YOUR TASK — Read the data, and whenever a line holds the word "front", report that line.

SOURCE MATERIAL: Begin

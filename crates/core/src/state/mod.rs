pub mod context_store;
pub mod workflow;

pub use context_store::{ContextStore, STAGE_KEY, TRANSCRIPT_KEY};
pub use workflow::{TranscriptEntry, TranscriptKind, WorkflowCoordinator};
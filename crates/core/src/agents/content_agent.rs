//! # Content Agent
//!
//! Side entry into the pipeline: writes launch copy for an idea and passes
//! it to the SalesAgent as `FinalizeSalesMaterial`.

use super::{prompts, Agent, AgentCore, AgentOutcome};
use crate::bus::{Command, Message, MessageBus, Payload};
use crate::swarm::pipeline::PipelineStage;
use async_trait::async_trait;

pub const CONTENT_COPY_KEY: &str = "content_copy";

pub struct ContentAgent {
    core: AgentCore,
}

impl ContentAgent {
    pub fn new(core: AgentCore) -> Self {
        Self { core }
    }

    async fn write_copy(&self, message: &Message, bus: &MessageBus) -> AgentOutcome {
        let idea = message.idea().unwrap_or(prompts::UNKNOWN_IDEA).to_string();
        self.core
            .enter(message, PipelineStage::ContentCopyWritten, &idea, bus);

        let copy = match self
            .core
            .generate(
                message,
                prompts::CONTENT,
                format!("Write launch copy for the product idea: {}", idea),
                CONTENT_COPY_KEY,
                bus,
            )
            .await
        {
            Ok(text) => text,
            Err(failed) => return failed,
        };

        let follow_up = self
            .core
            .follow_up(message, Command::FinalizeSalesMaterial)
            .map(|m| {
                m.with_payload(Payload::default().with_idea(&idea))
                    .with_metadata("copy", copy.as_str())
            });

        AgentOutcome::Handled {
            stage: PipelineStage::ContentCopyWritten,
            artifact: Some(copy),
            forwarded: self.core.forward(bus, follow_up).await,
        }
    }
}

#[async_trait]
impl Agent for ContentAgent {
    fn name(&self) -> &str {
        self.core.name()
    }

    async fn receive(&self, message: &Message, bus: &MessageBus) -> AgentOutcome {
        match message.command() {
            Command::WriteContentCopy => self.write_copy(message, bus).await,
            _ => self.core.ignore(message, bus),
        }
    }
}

SOURCE MATERIAL: End
SOURCE MATERIAL: Begin

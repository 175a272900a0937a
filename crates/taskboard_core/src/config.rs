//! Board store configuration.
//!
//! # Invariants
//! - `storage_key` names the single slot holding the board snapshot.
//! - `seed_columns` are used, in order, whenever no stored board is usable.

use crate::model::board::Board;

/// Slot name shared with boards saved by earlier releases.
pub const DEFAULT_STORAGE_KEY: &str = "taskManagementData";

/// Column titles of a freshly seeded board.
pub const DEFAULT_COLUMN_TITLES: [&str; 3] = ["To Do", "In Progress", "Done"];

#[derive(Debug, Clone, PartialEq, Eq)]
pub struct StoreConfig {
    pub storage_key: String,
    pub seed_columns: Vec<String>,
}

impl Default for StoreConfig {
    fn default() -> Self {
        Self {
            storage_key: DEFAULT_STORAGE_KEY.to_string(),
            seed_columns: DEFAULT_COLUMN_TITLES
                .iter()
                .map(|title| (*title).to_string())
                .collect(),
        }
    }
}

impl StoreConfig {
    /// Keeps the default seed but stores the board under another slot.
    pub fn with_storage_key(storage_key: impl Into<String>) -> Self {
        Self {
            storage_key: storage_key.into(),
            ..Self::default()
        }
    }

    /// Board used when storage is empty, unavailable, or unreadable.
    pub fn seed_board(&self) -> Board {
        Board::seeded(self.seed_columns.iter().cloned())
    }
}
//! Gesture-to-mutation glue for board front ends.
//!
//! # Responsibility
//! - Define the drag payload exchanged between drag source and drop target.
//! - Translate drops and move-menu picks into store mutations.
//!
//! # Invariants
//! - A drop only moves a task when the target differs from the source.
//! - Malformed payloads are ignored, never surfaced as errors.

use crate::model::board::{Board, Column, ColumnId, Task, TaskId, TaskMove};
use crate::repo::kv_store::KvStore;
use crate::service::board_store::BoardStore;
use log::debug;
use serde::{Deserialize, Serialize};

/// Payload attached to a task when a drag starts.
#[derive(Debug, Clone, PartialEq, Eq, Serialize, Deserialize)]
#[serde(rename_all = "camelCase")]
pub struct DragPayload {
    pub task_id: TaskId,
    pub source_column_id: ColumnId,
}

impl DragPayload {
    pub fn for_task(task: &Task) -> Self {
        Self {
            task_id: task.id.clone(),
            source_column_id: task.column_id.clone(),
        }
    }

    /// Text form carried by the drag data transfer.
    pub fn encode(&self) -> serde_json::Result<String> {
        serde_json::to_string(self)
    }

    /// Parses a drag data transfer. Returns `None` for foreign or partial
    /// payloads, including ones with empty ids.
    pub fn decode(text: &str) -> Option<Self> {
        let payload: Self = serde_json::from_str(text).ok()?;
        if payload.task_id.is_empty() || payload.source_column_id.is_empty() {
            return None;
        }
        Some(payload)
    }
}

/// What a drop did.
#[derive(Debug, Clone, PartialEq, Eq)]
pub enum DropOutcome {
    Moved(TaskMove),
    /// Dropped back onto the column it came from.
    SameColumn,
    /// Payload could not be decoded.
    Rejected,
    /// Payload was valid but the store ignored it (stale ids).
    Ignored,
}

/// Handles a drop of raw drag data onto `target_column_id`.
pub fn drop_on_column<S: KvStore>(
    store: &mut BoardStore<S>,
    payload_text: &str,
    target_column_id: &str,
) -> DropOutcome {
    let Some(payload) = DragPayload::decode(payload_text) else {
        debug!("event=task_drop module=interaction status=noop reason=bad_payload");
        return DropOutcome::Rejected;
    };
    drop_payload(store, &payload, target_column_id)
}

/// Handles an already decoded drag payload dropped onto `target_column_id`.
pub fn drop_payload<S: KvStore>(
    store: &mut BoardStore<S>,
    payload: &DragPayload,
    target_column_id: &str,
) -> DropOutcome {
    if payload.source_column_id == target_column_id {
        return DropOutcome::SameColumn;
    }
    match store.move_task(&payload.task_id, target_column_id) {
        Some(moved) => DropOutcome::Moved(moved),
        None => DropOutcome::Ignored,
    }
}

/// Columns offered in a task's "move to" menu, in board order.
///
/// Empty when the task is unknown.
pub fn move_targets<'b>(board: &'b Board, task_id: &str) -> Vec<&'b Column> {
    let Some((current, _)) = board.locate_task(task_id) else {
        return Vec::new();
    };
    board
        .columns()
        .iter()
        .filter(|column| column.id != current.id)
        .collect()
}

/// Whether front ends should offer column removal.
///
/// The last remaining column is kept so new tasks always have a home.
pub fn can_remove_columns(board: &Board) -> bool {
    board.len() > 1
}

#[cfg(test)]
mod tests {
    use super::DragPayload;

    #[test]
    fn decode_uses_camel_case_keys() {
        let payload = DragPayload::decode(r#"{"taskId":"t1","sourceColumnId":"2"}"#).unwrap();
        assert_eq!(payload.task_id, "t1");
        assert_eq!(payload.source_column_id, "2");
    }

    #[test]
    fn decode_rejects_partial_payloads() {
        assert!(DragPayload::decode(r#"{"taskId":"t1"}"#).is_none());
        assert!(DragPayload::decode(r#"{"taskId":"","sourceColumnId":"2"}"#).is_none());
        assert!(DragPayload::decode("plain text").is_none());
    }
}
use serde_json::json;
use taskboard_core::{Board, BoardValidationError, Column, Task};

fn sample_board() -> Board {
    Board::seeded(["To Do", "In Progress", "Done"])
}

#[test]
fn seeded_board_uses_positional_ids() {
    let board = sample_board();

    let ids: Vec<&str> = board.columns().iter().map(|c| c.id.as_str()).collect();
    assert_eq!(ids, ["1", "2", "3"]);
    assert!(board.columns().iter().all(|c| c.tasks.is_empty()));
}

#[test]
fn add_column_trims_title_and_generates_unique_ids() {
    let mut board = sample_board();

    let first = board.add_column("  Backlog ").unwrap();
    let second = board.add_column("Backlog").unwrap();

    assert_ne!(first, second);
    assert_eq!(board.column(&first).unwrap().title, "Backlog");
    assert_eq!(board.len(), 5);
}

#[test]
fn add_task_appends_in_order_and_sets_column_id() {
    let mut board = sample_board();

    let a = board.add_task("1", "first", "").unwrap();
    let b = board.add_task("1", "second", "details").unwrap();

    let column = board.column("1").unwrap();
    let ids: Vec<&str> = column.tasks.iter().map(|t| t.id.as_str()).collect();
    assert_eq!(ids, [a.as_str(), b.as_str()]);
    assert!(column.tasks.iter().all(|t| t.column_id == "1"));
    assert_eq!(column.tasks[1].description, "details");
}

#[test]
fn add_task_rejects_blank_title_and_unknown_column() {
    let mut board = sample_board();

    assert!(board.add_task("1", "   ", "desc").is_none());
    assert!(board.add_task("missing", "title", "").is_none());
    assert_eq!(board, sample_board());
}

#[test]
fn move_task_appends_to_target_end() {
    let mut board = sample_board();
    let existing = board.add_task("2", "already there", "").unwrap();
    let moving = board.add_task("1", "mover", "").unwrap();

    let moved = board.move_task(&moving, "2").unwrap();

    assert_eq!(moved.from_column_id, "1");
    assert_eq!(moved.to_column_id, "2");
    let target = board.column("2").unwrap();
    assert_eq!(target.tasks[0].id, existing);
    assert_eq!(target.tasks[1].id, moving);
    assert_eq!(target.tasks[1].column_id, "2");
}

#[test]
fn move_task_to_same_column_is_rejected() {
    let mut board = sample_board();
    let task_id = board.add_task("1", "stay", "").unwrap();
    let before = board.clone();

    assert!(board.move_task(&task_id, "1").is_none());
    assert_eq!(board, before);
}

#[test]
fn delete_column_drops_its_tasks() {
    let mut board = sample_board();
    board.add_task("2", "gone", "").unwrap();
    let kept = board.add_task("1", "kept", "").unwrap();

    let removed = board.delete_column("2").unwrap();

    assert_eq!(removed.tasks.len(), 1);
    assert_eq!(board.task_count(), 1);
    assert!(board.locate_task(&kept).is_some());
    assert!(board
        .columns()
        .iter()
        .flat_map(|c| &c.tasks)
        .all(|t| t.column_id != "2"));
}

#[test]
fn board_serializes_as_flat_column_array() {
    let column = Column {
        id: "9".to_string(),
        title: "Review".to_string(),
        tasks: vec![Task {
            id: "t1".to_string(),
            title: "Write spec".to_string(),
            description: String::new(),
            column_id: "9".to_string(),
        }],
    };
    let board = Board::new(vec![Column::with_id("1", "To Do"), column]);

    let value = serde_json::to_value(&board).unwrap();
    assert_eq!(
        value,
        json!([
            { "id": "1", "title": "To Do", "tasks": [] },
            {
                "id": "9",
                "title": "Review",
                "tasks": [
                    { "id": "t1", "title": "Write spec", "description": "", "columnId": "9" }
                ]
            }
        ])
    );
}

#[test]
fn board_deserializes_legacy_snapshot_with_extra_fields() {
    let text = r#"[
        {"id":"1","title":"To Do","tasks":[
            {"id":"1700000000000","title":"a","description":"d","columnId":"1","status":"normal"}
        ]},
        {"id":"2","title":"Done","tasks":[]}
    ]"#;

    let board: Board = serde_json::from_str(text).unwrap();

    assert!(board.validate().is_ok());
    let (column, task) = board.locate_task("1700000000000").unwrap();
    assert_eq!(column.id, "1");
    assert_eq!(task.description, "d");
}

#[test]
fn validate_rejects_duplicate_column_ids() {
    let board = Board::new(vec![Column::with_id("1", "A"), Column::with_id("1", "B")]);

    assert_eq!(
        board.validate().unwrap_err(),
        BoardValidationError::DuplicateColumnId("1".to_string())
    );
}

SOURCE MATERIAL: End

WRITTEN SOLUTION —
//! Gesture-to-mutation glue for board front ends.
/// Whether front ends should offer column removal.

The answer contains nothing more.